DETAILED ACTION
Notice of Pre-AIA or AIA Status
The present application, filed on or after March 16, 2013, is being examined under the first inventor to file provisions of the AIA .
Information Disclosure Statement
The information disclosure statement (IDS) submitted on 15 January 2025, 26 May 2025, 29 August 2025, and 17 November 2025 have been considered by the examiner.
Claim Rejections - 35 USC § 101
35 U.S.C. 101 reads as follows:
Whoever invents or discovers any new and useful process, machine, manufacture, or composition of matter, or any new and useful improvement thereof, may obtain a patent therefor, subject to the conditions and requirements of this title.
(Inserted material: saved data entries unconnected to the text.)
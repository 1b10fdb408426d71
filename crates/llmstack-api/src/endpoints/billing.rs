use crate::client::ApiClient;
use crate::error::Error;
use crate::models::{CheckoutRequest, CheckoutSession, SubscriptionPrice};

impl ApiClient {
    pub async fn list_subscription_prices(&self) -> Result<Vec<SubscriptionPrice>, Error> {
        self.get_all("api/subscriptions/prices").await
    }

    /// Start a checkout for `price_id`; the caller redirects to the returned URL.
    pub async fn create_checkout_session(&self, price_id: &str) -> Result<CheckoutSession, Error> {
        let req = CheckoutRequest {
            price_id: price_id.to_owned(),
        };
        self.post("api/subscriptions/checkout", &req).await
    }
}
Claims 15-25 rejected under 35 U.S.C. 101 because the claimed invention is directed to non-statutory subject matter. The claims do not fall within at least one of the four categories of patent eligible subject matter because the claims are directed towards a computer readable storage medium, which according to 0114 of the instant specification, can include, “any other form of storage medium known in the art.” This includes a carrier signal or wave, which is not within the four categories of patent eligible subject matter.
Claim Rejections - 35 USC § 102
In the event the determination of the status of the application as subject to AIA 35 U.S.C. 102 and 103 (or as subject to pre-AIA 35 U.S.C. 102 and 103) is incorrect, any correction of the statutory basis (i.e., changing from AIA to pre-AIA ) for the rejection will not be considered a new ground of rejection if the prior art relied upon, and the rationale supporting the rejection, would be the same under either status.
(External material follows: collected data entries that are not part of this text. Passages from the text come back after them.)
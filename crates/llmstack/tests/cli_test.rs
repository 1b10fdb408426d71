//! Integration tests for the `llmstack` CLI binary.
//!
//! Argument parsing, help output, completions and error handling run
//! without a server; the few networked cases talk to a wiremock server.
#![allow(clippy::unwrap_used)]

use assert_cmd::cargo::cargo_bin_cmd;
use predicates::prelude::*;
use serde_json::json;
use wiremock::matchers::{method, path};
use wiremock::{Mock, MockServer, ResponseTemplate};

// ── Helpers ─────────────────────────────────────────────────────────

const MISSING_CONFIG: &str = "/tmp/llmstack-cli-test-nonexistent/config.toml";

/// Build a [`Command`] for the `llmstack` binary with env isolation.
///
/// Clears all `LLMSTACK_*` env vars and points the config file at a
/// nonexistent path so tests never touch the user's real configuration.
fn llmstack_cmd() -> assert_cmd::Command {
    let mut cmd = cargo_bin_cmd!("llmstack");
    cmd.env("HOME", "/tmp/llmstack-cli-test-nonexistent")
        .env("XDG_CONFIG_HOME", "/tmp/llmstack-cli-test-nonexistent")
        .env("LLMSTACK_CONFIG", MISSING_CONFIG)
        .env_remove("LLMSTACK_PROFILE")
        .env_remove("LLMSTACK_SERVER")
        .env_remove("LLMSTACK_TOKEN")
        .env_remove("LLMSTACK_SESSION")
        .env_remove("LLMSTACK_OUTPUT")
        .env_remove("LLMSTACK_INSECURE")
        .env_remove("LLMSTACK_TIMEOUT")
        .env_remove("RUST_LOG");
    cmd
}

/// Concatenate stdout + stderr from a command output for flexible matching.
fn combined_output(output: &std::process::Output) -> String {
    let stdout = String::from_utf8_lossy(&output.stdout);
    let stderr = String::from_utf8_lossy(&output.stderr);
    format!("{stdout}{stderr}")
}

// ── Basic invocation ────────────────────────────────────────────────

#[test]
fn test_no_args_shows_help() {
    let output = llmstack_cmd().output().unwrap();
    assert_eq!(output.status.code(), Some(2), "Expected exit code 2");
    let text = combined_output(&output);
    assert!(text.contains("Usage"), "Expected 'Usage' in output:\n{text}");
}

#[test]
fn test_help_flag() {
    llmstack_cmd().arg("--help").assert().success().stdout(
        predicate::str::contains("LLMStack")
            .and(predicate::str::contains("apps"))
            .and(predicate::str::contains("connections"))
            .and(predicate::str::contains("datasources")),
    );
}

#[test]
fn test_version_flag() {
    llmstack_cmd()
        .arg("--version")
        .assert()
        .success()
        .stdout(predicate::str::contains("llmstack"));
}

// ── Shell completions ───────────────────────────────────────────────

#[test]
fn test_completions_bash() {
    llmstack_cmd()
        .args(["completions", "bash"])
        .assert()
        .success()
        .stdout(predicate::str::is_empty().not());
}

#[test]
fn test_completions_zsh() {
    llmstack_cmd()
        .args(["completions", "zsh"])
        .assert()
        .success()
        .stdout(predicate::str::contains("#compdef"));
}

#[test]
fn test_completions_fish() {
    llmstack_cmd()
        .args(["completions", "fish"])
        .assert()
        .success()
        .stdout(predicate::str::is_empty().not());
}

// ── Error cases ─────────────────────────────────────────────────────

#[test]
fn test_invalid_subcommand() {
    let output = llmstack_cmd().arg("foobar").output().unwrap();
    assert!(!output.status.success(), "Expected failure for invalid subcommand");
    let text = combined_output(&output);
    assert!(
        text.contains("invalid") || text.contains("unrecognized") || text.contains("foobar"),
        "Expected error mentioning invalid subcommand:\n{text}"
    );
}

#[test]
fn test_apps_list_without_config() {
    llmstack_cmd()
        .args(["apps", "list"])
        .assert()
        .failure()
        .stderr(
            predicate::str::contains("config")
                .or(predicate::str::contains("Configuration"))
                .or(predicate::str::contains("server")),
        );
}

#[test]
fn test_invalid_output_format() {
    let output = llmstack_cmd()
        .args(["--output", "invalid", "apps", "list"])
        .output()
        .unwrap();
    assert!(!output.status.success(), "Expected failure for invalid output format");
    let text = combined_output(&output);
    assert!(
        text.contains("invalid") || text.contains("possible values"),
        "Expected error about valid output formats:\n{text}"
    );
}

#[test]
fn test_store_run_requires_input() {
    let output = llmstack_cmd().args(["store", "run", "my-app"]).output().unwrap();
    assert_eq!(output.status.code(), Some(2));
    assert!(combined_output(&output).contains("--input"));
}

#[test]
fn test_bad_uuid_is_rejected_before_any_request() {
    // The server is unreachable, so a network attempt would fail differently.
    llmstack_cmd()
        .args(["--server", "http://127.0.0.1:9", "apps", "show", "not-a-uuid"])
        .assert()
        .failure()
        .stderr(predicate::str::contains("uuid"));
}

#[test]
fn test_blank_store_slug_is_rejected_before_any_request() {
    llmstack_cmd()
        .args(["--server", "http://127.0.0.1:9", "store", "app", ""])
        .assert()
        .failure()
        .stderr(predicate::str::contains("slug"));
}

// ── Config ──────────────────────────────────────────────────────────

#[test]
fn test_config_show_no_config() {
    llmstack_cmd()
        .args(["config", "show"])
        .assert()
        .success()
        .stdout(predicate::str::contains("[defaults]"));
}

#[test]
fn test_config_path_honors_env() {
    llmstack_cmd()
        .args(["config", "path"])
        .assert()
        .success()
        .stdout(predicate::str::contains(MISSING_CONFIG));
}

#[test]
fn test_config_show_masks_plaintext_token() {
    let dir = tempfile::tempdir().unwrap();
    let file = dir.path().join("config.toml");
    std::fs::write(
        &file,
        "default_profile = \"work\"\n\n[profiles.work]\nserver = \"https://llm.example.com\"\ntoken = \"sk-very-secret\"\n",
    )
    .unwrap();

    llmstack_cmd()
        .env("LLMSTACK_CONFIG", &file)
        .args(["config", "show"])
        .assert()
        .success()
        .stdout(
            predicate::str::contains("https://llm.example.com")
                .and(predicate::str::contains("****"))
                .and(predicate::str::contains("sk-very-secret").not()),
        );
}

#[test]
fn test_config_subcommands_exist() {
    llmstack_cmd()
        .args(["config", "--help"])
        .assert()
        .success()
        .stdout(
            predicate::str::contains("init")
                .and(predicate::str::contains("show"))
                .and(predicate::str::contains("path")),
        );
}

// ── Against a server ────────────────────────────────────────────────

#[tokio::test(flavor = "multi_thread")]
async fn test_connections_list_as_json() {
    let server = MockServer::start().await;
    Mock::given(method("GET"))
        .and(path("/api/connections"))
        .respond_with(
            ResponseTemplate::new(200).set_body_json(json!([{"id": 7, "name": "Web login"}])),
        )
        .expect(1)
        .mount(&server)
        .await;

    let output = llmstack_cmd()
        .args(["--server", &server.uri(), "-o", "json", "connections", "list"])
        .output()
        .unwrap();
    assert!(output.status.success(), "{}", combined_output(&output));

    let listed: serde_json::Value = serde_json::from_slice(&output.stdout).unwrap();
    assert_eq!(listed[0]["id"], 7);
    assert_eq!(listed[0]["name"], "Web login");
}

#[tokio::test(flavor = "multi_thread")]
async fn test_unauthorized_maps_to_auth_exit_code() {
    let server = MockServer::start().await;
    Mock::given(method("GET"))
        .and(path("/api/apps"))
        .respond_with(ResponseTemplate::new(401).set_body_json(json!({"detail": "no"})))
        .mount(&server)
        .await;

    let output = llmstack_cmd()
        .args(["--server", &server.uri(), "apps", "list"])
        .output()
        .unwrap();
    assert_eq!(output.status.code(), Some(3), "{}", combined_output(&output));
}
The following is a quotation of the appropriate paragraphs of 35 U.S.C. 102 that form the basis for the rejections under this section made in this Office action:
A person shall be entitled to a patent unless –
(a)(1) the claimed invention was patented, described in a printed publication, or in public use, on sale, or otherwise available to the public before the effective filing date of the claimed invention.
Claims 1-20 are rejected under 35 U.S.C. 102(a)(1) as being anticipated by McDougall et al., USPN 2019/0372940.
With regard to claims 8, 1, and 15, McDougall discloses a method including receiving application data via at least one data prompt on an application form on a computing device (0020, 0023, 0133), receiving device data from the computing device (0132), executing a trained artificial intelligence (AI) model to predict an identity risk level based on the application data and the device data (0133, 0030-0032, 0043), determining at least one identity check to be performed based on the predicted identity risk level (0133, 0022, 0094-0106, 0129), executing the at least one identity check while receiving additional application data via at least one additional data prompt on the application form (0022, 0032, 0070-0077, 0093, 0129), and updating the application form on the computing device with an identity check indicator based on the executing (0032, 0070-0077, 0051).
With regard to claims 9, 2, and 16, McDougall discloses the method of claim 8, as outlined above, and further discloses comparing the received application data against an expected range of the application data (0129) and providing an indication on the application form when the received application data is not in the expected range (0129, 0133).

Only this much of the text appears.